# [EXERCISE DETAILS]
Your answer should repeat every line of the records below in which the word "value" appears.

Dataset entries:
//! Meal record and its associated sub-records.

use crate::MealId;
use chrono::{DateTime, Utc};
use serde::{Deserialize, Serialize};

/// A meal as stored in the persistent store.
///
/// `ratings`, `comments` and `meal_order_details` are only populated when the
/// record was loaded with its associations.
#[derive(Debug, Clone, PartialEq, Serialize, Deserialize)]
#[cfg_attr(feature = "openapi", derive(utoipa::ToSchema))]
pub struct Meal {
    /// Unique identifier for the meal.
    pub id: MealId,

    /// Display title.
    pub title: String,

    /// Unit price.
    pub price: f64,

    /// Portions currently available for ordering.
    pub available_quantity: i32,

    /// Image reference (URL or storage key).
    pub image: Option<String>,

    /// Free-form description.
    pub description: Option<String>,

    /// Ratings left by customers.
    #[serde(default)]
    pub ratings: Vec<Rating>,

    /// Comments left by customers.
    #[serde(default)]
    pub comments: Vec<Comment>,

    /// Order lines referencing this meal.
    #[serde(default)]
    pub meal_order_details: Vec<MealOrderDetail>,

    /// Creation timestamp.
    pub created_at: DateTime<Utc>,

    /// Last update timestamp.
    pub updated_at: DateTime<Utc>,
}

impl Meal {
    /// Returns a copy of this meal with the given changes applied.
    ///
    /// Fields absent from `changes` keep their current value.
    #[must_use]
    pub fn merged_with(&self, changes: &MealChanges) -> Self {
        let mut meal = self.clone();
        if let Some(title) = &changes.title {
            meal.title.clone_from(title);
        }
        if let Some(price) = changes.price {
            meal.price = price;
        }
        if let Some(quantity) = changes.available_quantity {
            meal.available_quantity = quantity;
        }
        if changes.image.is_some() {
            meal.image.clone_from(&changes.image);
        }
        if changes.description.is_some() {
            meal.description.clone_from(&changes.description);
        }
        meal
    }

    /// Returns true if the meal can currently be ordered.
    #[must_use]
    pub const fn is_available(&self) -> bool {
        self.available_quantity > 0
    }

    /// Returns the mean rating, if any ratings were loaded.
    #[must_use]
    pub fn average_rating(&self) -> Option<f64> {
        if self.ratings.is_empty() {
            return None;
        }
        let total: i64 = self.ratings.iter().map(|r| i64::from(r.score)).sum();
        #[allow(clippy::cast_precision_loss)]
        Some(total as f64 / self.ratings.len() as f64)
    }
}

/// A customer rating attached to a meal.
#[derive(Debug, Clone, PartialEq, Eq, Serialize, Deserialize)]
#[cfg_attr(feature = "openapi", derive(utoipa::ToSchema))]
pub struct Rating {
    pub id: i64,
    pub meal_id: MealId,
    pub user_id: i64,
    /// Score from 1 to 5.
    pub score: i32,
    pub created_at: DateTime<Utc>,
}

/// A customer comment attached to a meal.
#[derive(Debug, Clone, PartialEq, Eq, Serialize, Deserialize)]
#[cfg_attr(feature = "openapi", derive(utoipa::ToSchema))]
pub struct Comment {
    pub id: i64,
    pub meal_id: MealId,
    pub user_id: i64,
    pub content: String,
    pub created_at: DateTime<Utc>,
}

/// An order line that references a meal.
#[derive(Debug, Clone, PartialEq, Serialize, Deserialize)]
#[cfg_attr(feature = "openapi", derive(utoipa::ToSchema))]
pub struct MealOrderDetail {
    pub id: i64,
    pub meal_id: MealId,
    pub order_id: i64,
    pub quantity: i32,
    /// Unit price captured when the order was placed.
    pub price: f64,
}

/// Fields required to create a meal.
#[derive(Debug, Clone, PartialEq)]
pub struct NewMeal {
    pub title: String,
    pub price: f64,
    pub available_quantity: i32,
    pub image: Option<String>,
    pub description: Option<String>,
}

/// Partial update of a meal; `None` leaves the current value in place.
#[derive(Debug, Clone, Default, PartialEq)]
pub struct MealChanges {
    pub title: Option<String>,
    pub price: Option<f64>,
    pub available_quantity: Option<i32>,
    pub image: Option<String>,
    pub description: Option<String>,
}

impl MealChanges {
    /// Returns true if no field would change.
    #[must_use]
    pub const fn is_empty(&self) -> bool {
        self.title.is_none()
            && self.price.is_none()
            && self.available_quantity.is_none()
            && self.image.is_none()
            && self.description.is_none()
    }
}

# [RESULT]
    /// Fields absent from `changes` keep their current value.
/// Partial update of a meal; `None` leaves the current value in place.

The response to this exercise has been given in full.